The business plan had three objectives including the development of a production process based on “suspension cell culture technologies” optimised for the production of the Southern African Territories (SAT) type FMD viruses, the design of a vaccine factory to accommodate the production process, and the construction of the new factory.
By March 31 2015 R130m was still unspent as a result of the delay in the “process development and the design of the facility,” the ARC’s 2014/14 annual report stated.
According to Moephuli, the estimated cost of the facility based on the design was R550m “so ARC has a shortfall of R400m”.
“We cannot award a construction contract without funds or an assurance [that] government will pay,” he said.
In September, South Africa was on high alert after an outbreak of FMD in Zimbabwe and a southward migration of cattle due to drought in the region.

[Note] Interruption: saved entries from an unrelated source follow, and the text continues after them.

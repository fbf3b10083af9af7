//! Log output setup with secret redaction.
//!
//! Every formatted line passes through [`RedactionPatterns`] before it reaches
//! stderr, so bot tokens embedded in request URLs or error messages never end
//! up in logs.

use regex::Regex;
use std::io::{self, Write};
use std::sync::Arc;
use tracing_subscriber::{prelude::*, EnvFilter};

/// Regex patterns for redacting sensitive data
pub struct RedactionPatterns {
    token_url: Regex,
    token_bare: Regex,
    token_prefixed: Regex,
    api_hash_env: Regex,
    api_hash_field: Regex,
    secrets: Vec<Regex>,
}

impl RedactionPatterns {
    /// Compile all patterns.
    ///
    /// # Errors
    ///
    /// Returns an error if any regex pattern is invalid
    pub fn new() -> Result<Self, regex::Error> {
        Ok(Self {
            token_url: Regex::new(r"(https?://[^/]+/(?:file/)?bot)([0-9]+:[A-Za-z0-9_-]+)(/['\s]*)")?,
            token_bare: Regex::new(r"([0-9]{8,10}:[A-Za-z0-9_-]{35})")?,
            token_prefixed: Regex::new(r"(bot[0-9]{8,10}:)[A-Za-z0-9_-]+")?,
            api_hash_env: Regex::new(r"TELEGRAM_API_HASH=[^\s&]+")?,
            api_hash_field: Regex::new(r#"(telegram_api_hash: Some\(")[^"]*(")"#)?,
            secrets: Vec::new(),
        })
    }

    /// Also mask these exact values wherever they appear.
    ///
    /// # Errors
    ///
    /// Returns an error if an escaped literal fails to compile
    pub fn with_secrets<I>(mut self, secrets: I) -> Result<Self, regex::Error>
    where
        I: IntoIterator<Item = String>,
    {
        for secret in secrets {
            if !secret.trim().is_empty() {
                self.secrets.push(Regex::new(&regex::escape(&secret))?);
            }
        }
        Ok(self)
    }

    /// Replace every secret in `input` with a placeholder.
    #[must_use]
    pub fn redact(&self, input: &str) -> String {
        let mut output = self
            .token_url
            .replace_all(input, "$1[TELEGRAM_TOKEN]$3")
            .to_string();
        output = self
            .token_bare
            .replace_all(&output, "[TELEGRAM_TOKEN]")
            .to_string();
        output = self
            .token_prefixed
            .replace_all(&output, "$1[TELEGRAM_TOKEN]")
            .to_string();
        output = self
            .api_hash_env
            .replace_all(&output, "TELEGRAM_API_HASH=[MASKED]")
            .to_string();
        output = self
            .api_hash_field
            .replace_all(&output, "$1[MASKED]$2")
            .to_string();
        for secret in &self.secrets {
            output = secret.replace_all(&output, "[MASKED]").to_string();
        }
        output
    }
}

/// Writer that redacts secrets before forwarding to the inner writer
pub struct RedactingWriter<W: Write> {
    inner: W,
    patterns: Arc<RedactionPatterns>,
}

impl<W: Write> Write for RedactingWriter<W> {
    fn write(&mut self, buf: &[u8]) -> io::Result<usize> {
        let s = String::from_utf8_lossy(buf);
        self.inner.write_all(self.patterns.redact(&s).as_bytes())?;
        // Report the original length; the redacted text may differ in size.
        Ok(buf.len())
    }

    fn flush(&mut self) -> io::Result<()> {
        self.inner.flush()
    }
}

/// [`tracing_subscriber::fmt::MakeWriter`] that redacts everything it writes
pub struct RedactingMakeWriter<F> {
    make_inner: F,
    patterns: Arc<RedactionPatterns>,
}

impl<F> RedactingMakeWriter<F> {
    /// Wrap a writer factory such as `io::stderr`.
    pub const fn new(make_inner: F, patterns: Arc<RedactionPatterns>) -> Self {
        Self {
            make_inner,
            patterns,
        }
    }
}

impl<'a, F, W> tracing_subscriber::fmt::MakeWriter<'a> for RedactingMakeWriter<F>
where
    F: Fn() -> W + 'static,
    W: Write,
{
    type Writer = RedactingWriter<W>;

    fn make_writer(&'a self) -> Self::Writer {
        RedactingWriter {
            inner: (self.make_inner)(),
            patterns: self.patterns.clone(),
        }
    }
}

/// Whether `DEBUG_MODE` asks for verbose logs.
#[must_use]
pub fn debug_mode_enabled(value: Option<&str>) -> bool {
    value.is_some_and(|v| {
        matches!(
            v.trim().to_ascii_lowercase().as_str(),
            "1" | "true" | "yes" | "on"
        )
    })
}

/// Default filter directive when `RUST_LOG` is not set.
#[must_use]
pub const fn default_directive(debug: bool) -> &'static str {
    if debug {
        "debug,hyper=info,reqwest=info"
    } else {
        "info"
    }
}

/// Install the global subscriber: redacted stderr output, `RUST_LOG` first,
/// then `DEBUG_MODE`.
pub fn init_logging(patterns: Arc<RedactionPatterns>) {
    let debug = debug_mode_enabled(std::env::var("DEBUG_MODE").ok().as_deref());
    let make_writer = RedactingMakeWriter::new(io::stderr, patterns);
    let filter = EnvFilter::try_from_default_env()
        .unwrap_or_else(|_| EnvFilter::new(default_directive(debug)));

    tracing_subscriber::registry()
        .with(filter)
        .with(tracing_subscriber::fmt::layer().with_writer(make_writer))
        .init();
}

#[cfg(test)]
mod tests {
    use super::*;

    fn patterns() -> RedactionPatterns {
        RedactionPatterns::new().expect("patterns compile")
    }

    #[test]
    fn test_redacts_token_in_api_url() {
        let line = "error sending request for url (https://api.telegram.org/bot123456789:AAHdqTcvCH1vGWJxfSeofSAs0K5PALDsaw/sendVideo)";
        let redacted = patterns().redact(line);
        assert!(!redacted.contains("AAHdqTcvCH1vGWJxfSeofSAs0K5PALDsaw"));
        assert!(redacted.contains("[TELEGRAM_TOKEN]"));
        assert!(redacted.contains("/sendVideo"));
    }

    #[test]
    fn test_redacts_bare_token() {
        let line = "token=1234567890:AAHdqTcvCH1vGWJxfSeofSAs0K5PALDsawq loaded";
        let redacted = patterns().redact(line);
        assert_eq!(redacted, "token=[TELEGRAM_TOKEN] loaded");
    }

    #[test]
    fn test_redacts_api_hash() {
        let p = patterns();
        assert_eq!(
            p.redact("TELEGRAM_API_HASH=0123abcd&x=1"),
            "TELEGRAM_API_HASH=[MASKED]&x=1"
        );
        let debug = r#"Settings { telegram_api_hash: Some("0123abcd"), ytdlp_path: "yt-dlp" }"#;
        let redacted = p.redact(debug);
        assert!(!redacted.contains("0123abcd"));
        assert!(redacted.contains(r#"telegram_api_hash: Some("[MASKED]")"#));
    }

    #[test]
    fn test_configured_secrets_masked_in_any_form() -> Result<(), regex::Error> {
        let p = patterns().with_secrets(vec![
            "d3adb33f.hash+1".to_string(),
            "   ".to_string(),
        ])?;
        assert_eq!(
            p.redact("api hash is d3adb33f.hash+1, retrying"),
            "api hash is [MASKED], retrying"
        );
        // escaped, so `.` and `+` match only themselves
        assert_eq!(p.redact("d3adb33fxhash1"), "d3adb33fxhash1");
        assert_eq!(p.redact("nothing secret"), "nothing secret");
        Ok(())
    }

    #[test]
    fn test_plain_text_untouched() {
        let line = "Download request started kind=audio locator=https://youtu.be/dQw4w9WgXcQ";
        assert_eq!(patterns().redact(line), line);
    }

    #[test]
    fn test_writer_reports_original_length() -> io::Result<()> {
        let mut writer = RedactingWriter {
            inner: Vec::new(),
            patterns: Arc::new(patterns()),
        };
        let input = b"bot1234567890:secretsecret done";
        let written = writer.write(input)?;
        assert_eq!(written, input.len());
        assert_eq!(
            String::from_utf8_lossy(&writer.inner),
            "bot1234567890:[TELEGRAM_TOKEN] done"
        );
        Ok(())
    }

    #[test]
    fn test_debug_mode_parsing() {
        assert!(debug_mode_enabled(Some("true")));
        assert!(debug_mode_enabled(Some(" 1 ")));
        assert!(debug_mode_enabled(Some("YES")));
        assert!(!debug_mode_enabled(Some("false")));
        assert!(!debug_mode_enabled(Some("")));
        assert!(!debug_mode_enabled(None));
        assert_eq!(default_directive(false), "info");
        assert!(default_directive(true).starts_with("debug"));
    }
}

At around the same time the Mail & Guardian reported that Zimbabwe ran out of money to vaccinate its domestic animals to curb the disease.
Mulumba said Botswana was the only country in the SADC region with the capacity to produce and sell SAT vaccines to other countries in the region, including SA.
According to Mulumba, the delay in the development the FMD facility not only left SA livestock vulnerable, but also meant a loss of potential revenue from sales.
During the 2014/15 financial year the ARC experienced a 300% decrease in its net surplus (which includes external income) from R137m to R34m.